### Directions for this task
Here is a set of records. Copy them all exactly.

****

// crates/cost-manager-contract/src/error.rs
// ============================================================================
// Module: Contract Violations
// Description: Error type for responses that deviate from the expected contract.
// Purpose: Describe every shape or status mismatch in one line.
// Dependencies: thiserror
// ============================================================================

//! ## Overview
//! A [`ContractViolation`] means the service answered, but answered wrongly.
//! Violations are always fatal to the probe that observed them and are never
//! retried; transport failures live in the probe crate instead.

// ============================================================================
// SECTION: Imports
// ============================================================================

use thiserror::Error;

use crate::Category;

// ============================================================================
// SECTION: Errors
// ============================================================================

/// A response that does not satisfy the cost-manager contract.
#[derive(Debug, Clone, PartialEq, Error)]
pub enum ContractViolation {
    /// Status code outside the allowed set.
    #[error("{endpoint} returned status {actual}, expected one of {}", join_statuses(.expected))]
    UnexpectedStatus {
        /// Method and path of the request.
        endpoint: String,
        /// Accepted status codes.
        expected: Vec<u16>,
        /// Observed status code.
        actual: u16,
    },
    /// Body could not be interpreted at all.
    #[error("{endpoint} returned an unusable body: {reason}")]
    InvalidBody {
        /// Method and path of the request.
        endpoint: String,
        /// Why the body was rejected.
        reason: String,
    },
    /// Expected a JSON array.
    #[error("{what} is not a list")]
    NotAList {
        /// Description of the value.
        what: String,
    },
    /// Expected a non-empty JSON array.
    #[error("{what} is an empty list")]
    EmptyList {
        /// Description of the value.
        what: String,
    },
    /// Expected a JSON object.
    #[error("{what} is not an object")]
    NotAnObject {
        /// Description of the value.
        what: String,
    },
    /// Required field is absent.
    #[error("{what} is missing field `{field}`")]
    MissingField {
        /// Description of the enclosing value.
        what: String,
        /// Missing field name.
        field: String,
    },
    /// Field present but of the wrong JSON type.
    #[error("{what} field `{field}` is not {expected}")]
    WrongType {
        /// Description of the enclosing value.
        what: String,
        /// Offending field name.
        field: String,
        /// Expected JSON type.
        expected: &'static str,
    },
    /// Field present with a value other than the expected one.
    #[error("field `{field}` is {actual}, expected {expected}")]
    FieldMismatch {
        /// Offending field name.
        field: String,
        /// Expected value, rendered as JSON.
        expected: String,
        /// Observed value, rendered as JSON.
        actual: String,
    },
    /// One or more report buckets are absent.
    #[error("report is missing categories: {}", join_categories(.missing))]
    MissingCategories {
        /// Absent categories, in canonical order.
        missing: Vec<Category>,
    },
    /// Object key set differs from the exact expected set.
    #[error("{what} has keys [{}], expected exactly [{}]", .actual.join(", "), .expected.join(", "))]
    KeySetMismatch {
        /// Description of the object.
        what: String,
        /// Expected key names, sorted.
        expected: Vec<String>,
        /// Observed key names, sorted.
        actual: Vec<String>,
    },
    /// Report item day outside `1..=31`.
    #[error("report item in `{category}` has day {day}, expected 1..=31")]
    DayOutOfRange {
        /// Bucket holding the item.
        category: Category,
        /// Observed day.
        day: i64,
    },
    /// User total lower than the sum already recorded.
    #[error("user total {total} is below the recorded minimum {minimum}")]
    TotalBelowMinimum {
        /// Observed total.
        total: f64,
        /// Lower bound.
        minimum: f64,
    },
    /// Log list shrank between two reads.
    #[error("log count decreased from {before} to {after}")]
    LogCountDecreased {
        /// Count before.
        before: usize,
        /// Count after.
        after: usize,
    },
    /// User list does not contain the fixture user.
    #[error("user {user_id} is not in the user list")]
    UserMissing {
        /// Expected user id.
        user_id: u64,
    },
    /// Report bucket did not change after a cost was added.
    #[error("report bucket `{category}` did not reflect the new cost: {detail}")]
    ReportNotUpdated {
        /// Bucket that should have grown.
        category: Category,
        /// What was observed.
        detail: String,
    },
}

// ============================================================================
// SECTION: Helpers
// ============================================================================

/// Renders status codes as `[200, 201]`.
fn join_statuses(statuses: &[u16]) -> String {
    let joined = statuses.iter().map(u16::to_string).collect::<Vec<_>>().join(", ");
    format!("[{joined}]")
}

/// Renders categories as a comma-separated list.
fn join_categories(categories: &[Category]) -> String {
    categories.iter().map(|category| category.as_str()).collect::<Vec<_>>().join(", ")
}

****

### Result of this task
// crates/cost-manager-contract/src/error.rs
// ============================================================================
// Module: Contract Violations
// Description: Error type for responses that deviate from the expected contract.
// Purpose: Describe every shape or status mismatch in one line.
// Dependencies: thiserror
// ============================================================================

//! ## Overview
//! A [`ContractViolation`] means the service answered, but answered wrongly.
//! Violations are always fatal to the probe that observed them and are never
//! retried; transport failures live in the probe crate instead.

// ============================================================================
// SECTION: Imports
// ============================================================================

use thiserror::Error;

use crate::Category;

// ============================================================================
// SECTION: Errors
// ============================================================================

/// A response that does not satisfy the cost-manager contract.
#[derive(Debug, Clone, PartialEq, Error)]
pub enum ContractViolation {
    /// Status code outside the allowed set.
    #[error("{endpoint} returned status {actual}, expected one of {}", join_statuses(.expected))]
    UnexpectedStatus {
        /// Method and path of the request.
        endpoint: String,
        /// Accepted status codes.
        expected: Vec<u16>,
        /// Observed status code.
        actual: u16,
    },
    /// Body could not be interpreted at all.
    #[error("{endpoint} returned an unusable body: {reason}")]
    InvalidBody {
        /// Method and path of the request.
        endpoint: String,
        /// Why the body was rejected.
        reason: String,
    },
    /// Expected a JSON array.
    #[error("{what} is not a list")]
    NotAList {
        /// Description of the value.
        what: String,
    },
    /// Expected a non-empty JSON array.
    #[error("{what} is an empty list")]
    EmptyList {
        /// Description of the value.
        what: String,
    },
    /// Expected a JSON object.
    #[error("{what} is not an object")]
    NotAnObject {
        /// Description of the value.
        what: String,
    },
    /// Required field is absent.
    #[error("{what} is missing field `{field}`")]
    MissingField {
        /// Description of the enclosing value.
        what: String,
        /// Missing field name.
        field: String,
    },
    /// Field present but of the wrong JSON type.
    #[error("{what} field `{field}` is not {expected}")]
    WrongType {
        /// Description of the enclosing value.
        what: String,
        /// Offending field name.
        field: String,
        /// Expected JSON type.
        expected: &'static str,
    },
    /// Field present with a value other than the expected one.
    #[error("field `{field}` is {actual}, expected {expected}")]
    FieldMismatch {
        /// Offending field name.
        field: String,
        /// Expected value, rendered as JSON.
        expected: String,
        /// Observed value, rendered as JSON.
        actual: String,
    },
    /// One or more report buckets are absent.
    #[error("report is missing categories: {}", join_categories(.missing))]
    MissingCategories {
        /// Absent categories, in canonical order.
        missing: Vec<Category>,
    },
    /// Object key set differs from the exact expected set.
    #[error("{what} has keys [{}], expected exactly [{}]", .actual.join(", "), .expected.join(", "))]
    KeySetMismatch {
        /// Description of the object.
        what: String,
        /// Expected key names, sorted.
        expected: Vec<String>,
        /// Observed key names, sorted.
        actual: Vec<String>,
    },
    /// Report item day outside `1..=31`.
    #[error("report item in `{category}` has day {day}, expected 1..=31")]
    DayOutOfRange {
        /// Bucket holding the item.
        category: Category,
        /// Observed day.
        day: i64,
    },
    /// User total lower than the sum already recorded.
    #[error("user total {total} is below the recorded minimum {minimum}")]
    TotalBelowMinimum {
        /// Observed total.
        total: f64,
        /// Lower bound.
        minimum: f64,
    },
    /// Log list shrank between two reads.
    #[error("log count decreased from {before} to {after}")]
    LogCountDecreased {
        /// Count before.
        before: usize,
        /// Count after.
        after: usize,
    },
    /// User list does not contain the fixture user.
    #[error("user {user_id} is not in the user list")]
    UserMissing {
        /// Expected user id.
        user_id: u64,
    },
    /// Report bucket did not change after a cost was added.
    #[error("report bucket `{category}` did not reflect the new cost: {detail}")]
    ReportNotUpdated {
        /// Bucket that should have grown.
        category: Category,
        /// What was observed.
        detail: String,
    },
}

// ============================================================================
// SECTION: Helpers
// ============================================================================

/// Renders status codes as `[200, 201]`.
fn join_statuses(statuses: &[u16]) -> String {
    let joined = statuses.iter().map(u16::to_string).collect::<Vec<_>>().join(", ");
    format!("[{joined}]")
}

/// Renders categories as a comma-separated list.
fn join_categories(categories: &[Category]) -> String {
    categories.iter().map(|category| category.as_str()).collect::<Vec<_>>().join(", ")
}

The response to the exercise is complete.